AIM OF THE TASK:
Examine the records below. Report how many of their lines contain the word "Diagnostic", with no other content.

SUPPLIED MATERIAL:

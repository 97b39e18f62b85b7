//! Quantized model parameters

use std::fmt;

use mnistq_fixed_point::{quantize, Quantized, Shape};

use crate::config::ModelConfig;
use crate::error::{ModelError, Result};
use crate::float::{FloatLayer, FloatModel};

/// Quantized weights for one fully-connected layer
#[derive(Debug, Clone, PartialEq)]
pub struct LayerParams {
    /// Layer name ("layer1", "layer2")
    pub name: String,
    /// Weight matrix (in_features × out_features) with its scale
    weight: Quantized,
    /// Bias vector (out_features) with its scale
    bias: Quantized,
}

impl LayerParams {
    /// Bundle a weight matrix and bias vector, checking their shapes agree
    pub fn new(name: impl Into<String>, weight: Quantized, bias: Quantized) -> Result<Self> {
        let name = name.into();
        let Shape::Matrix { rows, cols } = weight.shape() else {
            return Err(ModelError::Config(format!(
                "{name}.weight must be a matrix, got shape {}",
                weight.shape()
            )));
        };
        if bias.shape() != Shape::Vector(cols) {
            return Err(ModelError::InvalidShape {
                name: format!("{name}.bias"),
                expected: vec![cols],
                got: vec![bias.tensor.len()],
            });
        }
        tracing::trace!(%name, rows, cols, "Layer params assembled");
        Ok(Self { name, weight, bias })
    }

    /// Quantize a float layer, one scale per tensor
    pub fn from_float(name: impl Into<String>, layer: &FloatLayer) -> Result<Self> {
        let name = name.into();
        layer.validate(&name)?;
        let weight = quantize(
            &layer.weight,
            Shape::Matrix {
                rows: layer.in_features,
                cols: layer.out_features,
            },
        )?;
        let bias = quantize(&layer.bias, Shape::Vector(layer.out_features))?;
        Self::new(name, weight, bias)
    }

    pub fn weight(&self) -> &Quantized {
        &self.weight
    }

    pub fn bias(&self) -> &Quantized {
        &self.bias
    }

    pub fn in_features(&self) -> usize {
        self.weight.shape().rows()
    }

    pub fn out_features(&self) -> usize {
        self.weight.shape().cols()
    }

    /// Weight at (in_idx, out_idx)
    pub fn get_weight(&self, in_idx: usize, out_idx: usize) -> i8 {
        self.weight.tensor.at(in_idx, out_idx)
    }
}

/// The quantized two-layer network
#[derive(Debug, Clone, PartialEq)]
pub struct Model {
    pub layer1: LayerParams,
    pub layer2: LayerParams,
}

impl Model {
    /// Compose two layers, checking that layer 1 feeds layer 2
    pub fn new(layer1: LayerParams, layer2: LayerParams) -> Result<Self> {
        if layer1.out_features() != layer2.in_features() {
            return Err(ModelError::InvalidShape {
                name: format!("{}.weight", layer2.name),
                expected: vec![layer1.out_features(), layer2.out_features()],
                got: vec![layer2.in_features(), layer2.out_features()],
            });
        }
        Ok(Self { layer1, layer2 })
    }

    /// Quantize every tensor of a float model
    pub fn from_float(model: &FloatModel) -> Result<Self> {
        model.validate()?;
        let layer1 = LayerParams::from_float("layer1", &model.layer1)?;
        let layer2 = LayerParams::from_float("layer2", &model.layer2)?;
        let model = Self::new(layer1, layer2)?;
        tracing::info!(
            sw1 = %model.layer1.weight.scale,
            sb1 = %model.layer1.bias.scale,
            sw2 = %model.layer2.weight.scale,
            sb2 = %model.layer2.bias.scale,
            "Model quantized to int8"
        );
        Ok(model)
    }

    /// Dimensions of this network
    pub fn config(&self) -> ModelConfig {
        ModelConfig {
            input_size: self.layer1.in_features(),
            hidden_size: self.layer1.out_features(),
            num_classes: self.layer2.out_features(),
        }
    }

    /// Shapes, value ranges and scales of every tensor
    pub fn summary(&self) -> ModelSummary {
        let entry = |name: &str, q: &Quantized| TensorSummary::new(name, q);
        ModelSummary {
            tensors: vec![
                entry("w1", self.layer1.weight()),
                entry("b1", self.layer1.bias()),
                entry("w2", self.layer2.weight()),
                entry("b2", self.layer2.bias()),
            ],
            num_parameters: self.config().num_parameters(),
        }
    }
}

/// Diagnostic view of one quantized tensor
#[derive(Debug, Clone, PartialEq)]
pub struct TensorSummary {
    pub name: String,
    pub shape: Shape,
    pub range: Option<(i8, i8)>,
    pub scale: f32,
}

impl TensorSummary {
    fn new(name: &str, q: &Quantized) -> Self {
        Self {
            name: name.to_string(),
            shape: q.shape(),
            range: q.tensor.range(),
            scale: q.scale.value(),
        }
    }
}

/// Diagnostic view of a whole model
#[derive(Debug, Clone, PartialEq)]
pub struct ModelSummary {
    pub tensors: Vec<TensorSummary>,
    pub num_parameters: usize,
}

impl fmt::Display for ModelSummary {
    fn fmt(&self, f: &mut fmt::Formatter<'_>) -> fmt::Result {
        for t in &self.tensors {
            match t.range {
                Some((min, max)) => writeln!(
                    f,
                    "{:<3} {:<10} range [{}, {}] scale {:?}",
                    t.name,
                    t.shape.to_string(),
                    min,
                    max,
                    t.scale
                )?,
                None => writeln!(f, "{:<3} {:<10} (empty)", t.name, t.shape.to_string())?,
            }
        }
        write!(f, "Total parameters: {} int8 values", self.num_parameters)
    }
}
---
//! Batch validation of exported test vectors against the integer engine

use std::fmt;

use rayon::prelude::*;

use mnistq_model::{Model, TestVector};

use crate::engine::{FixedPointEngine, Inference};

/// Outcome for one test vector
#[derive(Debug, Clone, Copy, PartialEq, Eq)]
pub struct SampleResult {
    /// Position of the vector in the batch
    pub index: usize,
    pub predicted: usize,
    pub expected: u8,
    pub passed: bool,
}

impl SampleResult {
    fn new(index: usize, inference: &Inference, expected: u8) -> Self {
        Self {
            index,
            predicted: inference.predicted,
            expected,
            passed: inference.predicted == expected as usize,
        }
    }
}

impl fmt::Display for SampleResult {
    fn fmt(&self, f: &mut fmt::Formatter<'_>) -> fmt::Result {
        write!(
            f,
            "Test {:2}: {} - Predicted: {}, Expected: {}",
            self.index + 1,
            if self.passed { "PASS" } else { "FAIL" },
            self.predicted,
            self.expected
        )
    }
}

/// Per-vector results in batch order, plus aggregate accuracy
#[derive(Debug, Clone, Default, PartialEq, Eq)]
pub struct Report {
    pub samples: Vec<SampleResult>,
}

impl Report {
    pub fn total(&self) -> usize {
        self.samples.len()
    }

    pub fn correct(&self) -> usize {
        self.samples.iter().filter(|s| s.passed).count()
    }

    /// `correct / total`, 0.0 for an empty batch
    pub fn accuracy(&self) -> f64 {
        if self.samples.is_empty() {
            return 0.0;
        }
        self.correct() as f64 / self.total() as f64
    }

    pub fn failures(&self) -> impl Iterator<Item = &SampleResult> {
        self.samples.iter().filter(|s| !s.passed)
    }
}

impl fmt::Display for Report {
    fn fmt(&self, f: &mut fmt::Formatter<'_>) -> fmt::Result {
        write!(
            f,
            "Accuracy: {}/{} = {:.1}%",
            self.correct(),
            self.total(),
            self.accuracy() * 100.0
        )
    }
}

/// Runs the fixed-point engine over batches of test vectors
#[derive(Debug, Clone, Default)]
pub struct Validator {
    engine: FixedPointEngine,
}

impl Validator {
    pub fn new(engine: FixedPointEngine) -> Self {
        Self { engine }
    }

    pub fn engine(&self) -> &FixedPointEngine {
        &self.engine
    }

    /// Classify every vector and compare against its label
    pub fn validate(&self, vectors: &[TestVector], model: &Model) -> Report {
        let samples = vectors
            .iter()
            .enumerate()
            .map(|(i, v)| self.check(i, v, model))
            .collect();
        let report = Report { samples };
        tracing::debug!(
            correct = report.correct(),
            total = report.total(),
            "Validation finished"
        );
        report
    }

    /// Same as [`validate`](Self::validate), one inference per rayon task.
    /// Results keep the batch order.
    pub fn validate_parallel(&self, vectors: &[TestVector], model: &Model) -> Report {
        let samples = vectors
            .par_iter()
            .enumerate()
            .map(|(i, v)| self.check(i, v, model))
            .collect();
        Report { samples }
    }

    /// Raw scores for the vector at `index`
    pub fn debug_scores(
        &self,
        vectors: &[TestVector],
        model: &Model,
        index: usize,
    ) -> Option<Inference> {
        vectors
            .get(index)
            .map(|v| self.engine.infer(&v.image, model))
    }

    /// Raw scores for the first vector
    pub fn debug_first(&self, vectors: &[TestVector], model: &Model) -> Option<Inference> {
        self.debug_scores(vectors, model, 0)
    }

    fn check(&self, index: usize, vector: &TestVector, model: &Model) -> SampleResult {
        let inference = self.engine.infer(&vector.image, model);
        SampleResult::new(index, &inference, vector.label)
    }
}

PROBLEM SOLUTION:
2